23.255.222.154 è l'ip della tua lan interna?? mi sembra un po strano... comunque anche se fosse devi mettere la classe non un indirizzo ip quindi:

23.255.222.0/24

 *Quote:*   

> 
> 
> oppure 
> 
> iptables -t nat -A POSTROUTING -o eth1 -s 23.255.222.150/155 -j MASQUERADE 
> ...

 

23.255.222.150/155 non vuol dire nulla questa dicitura, se te vuoi che solo gli ip che vanno dal 150 al 155 possano navigare allora devi scrivere se non erro 23.255.222.150-155 oppure usare una virgola, controlla sulla documenrtazione che non ricordo.

ricapitolando:

-si funziona anche se l'ip cambia

-usa 23.255.222.0/24 se vuoi che tutti i pc con indirizzi che vanno da 23.255.222.1 a 23.255.222.254 possono connettersi

--usa 23.255.222.150-155 se vuoi che tutti i pc con indirizzi che vanno da 23.255.222.150 a 23.255.222.155 possono connettersi. In questo caso controlla la sintassi pero', non ricordo se va bene usare il "-"

ciao

----------

## rota

no quello e lßip di fasweb 

a me servve reinderizzare il trafficho di eth1 a eth0 cosi da avere accesso add internet alla posta ecc 

le regole che glio dato io vanno bene se gli assegno lip giusto va alla grande 

pero io nn posso stare ogni giorno add cambiargli ip ecc ..)

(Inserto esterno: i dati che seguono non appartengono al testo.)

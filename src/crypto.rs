//! Shared Curve25519 / AEAD helpers used by the signed channel and the
//! encrypted overlay: Ed25519↔X25519 conversion, ECDH shared-secret
//! derivation, and the XChaCha20-Poly1305 box used for directed envelopes
//! and overlay payload encryption.

use chacha20poly1305::{
    aead::Aead, AeadCore, KeyInit, XChaCha20Poly1305, XNonce,
};
use hkdf::Hkdf;
use rand::rngs::OsRng;
use sha2::{Digest, Sha256, Sha512};
use thiserror::Error;
use x25519_dalek::{EphemeralSecret, PublicKey as X25519Public, StaticSecret};

#[derive(Debug, Error)]
pub enum CryptoError {
    #[error("box encryption failed")]
    Encrypt,
    #[error("box decryption failed — wrong key or tampered ciphertext")]
    Decrypt,
    #[error("ciphertext too short to contain a nonce")]
    Truncated,
}

/// Convert a 32-byte Ed25519 seed to an X25519 static secret.
/// Uses SHA-512/clamp derivation (RFC 7748 §5).
pub fn ed25519_seed_to_x25519(seed_bytes: &[u8; 32]) -> StaticSecret {
    let hash = Sha512::digest(seed_bytes);
    let mut key = [0u8; 32];
    key.copy_from_slice(&hash[..32]);
    key[0] &= 248;
    key[31] &= 127;
    key[31] |= 64;
    StaticSecret::from(key)
}

/// Convert a 32-byte Ed25519 compressed public key to X25519 Montgomery form.
pub fn ed25519_pubkey_to_x25519(pubkey_bytes: &[u8; 32]) -> X25519Public {
    use curve25519_dalek::edwards::CompressedEdwardsY;
    let compressed = CompressedEdwardsY(*pubkey_bytes);
    let point = compressed
        .decompress()
        .unwrap_or_default();
    X25519Public::from(point.to_montgomery().to_bytes())
}

/// Derive a 32-byte AEAD key from an X25519 shared secret, binding it to the
/// exchange with `salt` (usually the ephemeral or sender public key) and a
/// domain-separation `info` string.
pub fn derive_aead_key(shared: &[u8; 32], salt: &[u8; 32], info: &[u8]) -> [u8; 32] {
    let hk = Hkdf::<Sha256>::new(Some(salt), shared);
    let mut key = [0u8; 32];
    hk.expand(info, &mut key).expect("HKDF output length is valid");
    key
}

/// Seal `plaintext` under a 32-byte symmetric key with a fresh random nonce.
/// Wire form: `nonce[24] || ciphertext`.
pub fn seal(key: &[u8; 32], plaintext: &[u8]) -> Result<Vec<u8>, CryptoError> {
    let cipher = XChaCha20Poly1305::new_from_slice(key).map_err(|_| CryptoError::Encrypt)?;
    let nonce = XChaCha20Poly1305::generate_nonce(&mut OsRng);
    let ciphertext = cipher
        .encrypt(&nonce, plaintext)
        .map_err(|_| CryptoError::Encrypt)?;
    let mut out = Vec::with_capacity(24 + ciphertext.len());
    out.extend_from_slice(&nonce);
    out.extend_from_slice(&ciphertext);
    Ok(out)
}

/// Inverse of [`seal`].
pub fn open(key: &[u8; 32], sealed: &[u8]) -> Result<Vec<u8>, CryptoError> {
    if sealed.len() < 24 {
        return Err(CryptoError::Truncated);
    }
    let (nonce_bytes, ciphertext) = sealed.split_at(24);
    let cipher = XChaCha20Poly1305::new_from_slice(key).map_err(|_| CryptoError::Decrypt)?;
    let nonce = XNonce::from_slice(nonce_bytes);
    cipher
        .decrypt(nonce, ciphertext)
        .map_err(|_| CryptoError::Decrypt)
}

/// Ephemeral X25519 keypair plus the shared secret it derives with a peer's
/// static public key — used for the directed box envelope (one-shot,
/// never-reused ephemeral key per send).
pub fn ephemeral_shared_secret(their_public: &X25519Public) -> (X25519Public, [u8; 32]) {
    let secret = EphemeralSecret::random_from_rng(OsRng);
    let public = X25519Public::from(&secret);
    let shared = secret.diffie_hellman(their_public);
    (public, *shared.as_bytes())
}

#[cfg(test)]
mod tests {
    use super::*;

    #[test]
    fn seal_open_roundtrip() {
        let key = [7u8; 32];
        let ct = seal(&key, b"hello").unwrap();
        assert_eq!(open(&key, &ct).unwrap(), b"hello");
    }

    #[test]
    fn wrong_key_fails() {
        let key = [7u8; 32];
        let other = [8u8; 32];
        let ct = seal(&key, b"hello").unwrap();
        assert!(open(&other, &ct).is_err());
    }

    #[test]
    fn ed25519_to_x25519_is_deterministic() {
        let seed = [3u8; 32];
        let a = ed25519_seed_to_x25519(&seed);
        let b = ed25519_seed_to_x25519(&seed);
        assert_eq!(a.to_bytes(), b.to_bytes());
    }

    #[test]
    fn ecdh_shared_secret_matches_both_directions() {
        let seed_a = [1u8; 32];
        let seed_b = [2u8; 32];
        let sa = ed25519_seed_to_x25519(&seed_a);
        let sb = ed25519_seed_to_x25519(&seed_b);
        let pa = X25519Public::from(&sa);
        let pb = X25519Public::from(&sb);
        assert_eq!(sa.diffie_hellman(&pb).as_bytes(), sb.diffie_hellman(&pa).as_bytes());
    }

    proptest::proptest! {
        #[test]
        fn seal_open_roundtrips_for_any_key_and_plaintext(
            key in proptest::prelude::any::<[u8; 32]>(),
            plaintext in proptest::prelude::any::<Vec<u8>>(),
        ) {
            let ct = seal(&key, &plaintext).unwrap();
            proptest::prop_assert_eq!(open(&key, &ct).unwrap(), plaintext);
        }

        #[test]
        fn ecdh_then_seal_roundtrips_across_both_parties(
            seed_a in proptest::prelude::any::<[u8; 32]>(),
            seed_b in proptest::prelude::any::<[u8; 32]>(),
            plaintext in proptest::prelude::any::<Vec<u8>>(),
        ) {
            let sa = ed25519_seed_to_x25519(&seed_a);
            let sb = ed25519_seed_to_x25519(&seed_b);
            let pa = X25519Public::from(&sa);
            let pb = X25519Public::from(&sb);
            let shared_a = *sa.diffie_hellman(&pb).as_bytes();
            let shared_b = *sb.diffie_hellman(&pa).as_bytes();

            let ct = seal(&shared_a, &plaintext).unwrap();
            proptest::prop_assert_eq!(open(&shared_b, &ct).unwrap(), plaintext);
        }
    }
}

la tua regola nn mi a fatto niente nn mi permette neache di andare su internet   :Question:   :Question: 

----------

## rota

prima o digitato male ...

iptables -t nat -A POSTROUTING -o eth1 SNAT --to-source 23.2.55.222.154 

e invece 

iptables -t nat -A POSTROUTING -o eth1 -j SNAT --to-source 23.2.55.222.154 

perdon   :Embarassed:   :Embarassed: 

----------

## abaddon83

scrivi così 

iptables -t nat -A POSTROUTING -o eth1 -s 192.168.1.0/24 -j MASQUERADE

mettendo che 192.168.1.0/24 siano gli indirizzi privati della tua lan, nn quelli di fastweb

----------

## rota

il prbb lo risolto ...

basta fare solo il MASQUERADE

iptables -t nat -A POSTROUTING -o eth1 -j MASQUERADE

e cosi nn o piu il prb dell ip dinamico perche anche se cambia io o detto add iptables di 

fare il masquerade della scheda eth1 ..ecc

pero adesso o da chiddervi una cosa ...a me servvono tutte le porte chiuse 

tranne le porte 25 23 80 125

----------

## xchris

 *rota wrote:*   

> 
> 
> iptables -t nat -A POSTROUTING -o eth1 -j MASQUERADE
> 
> 

 

Per funzionare funziona...

questa regola e' pericolosa se non associato ad altre politiche restrittive.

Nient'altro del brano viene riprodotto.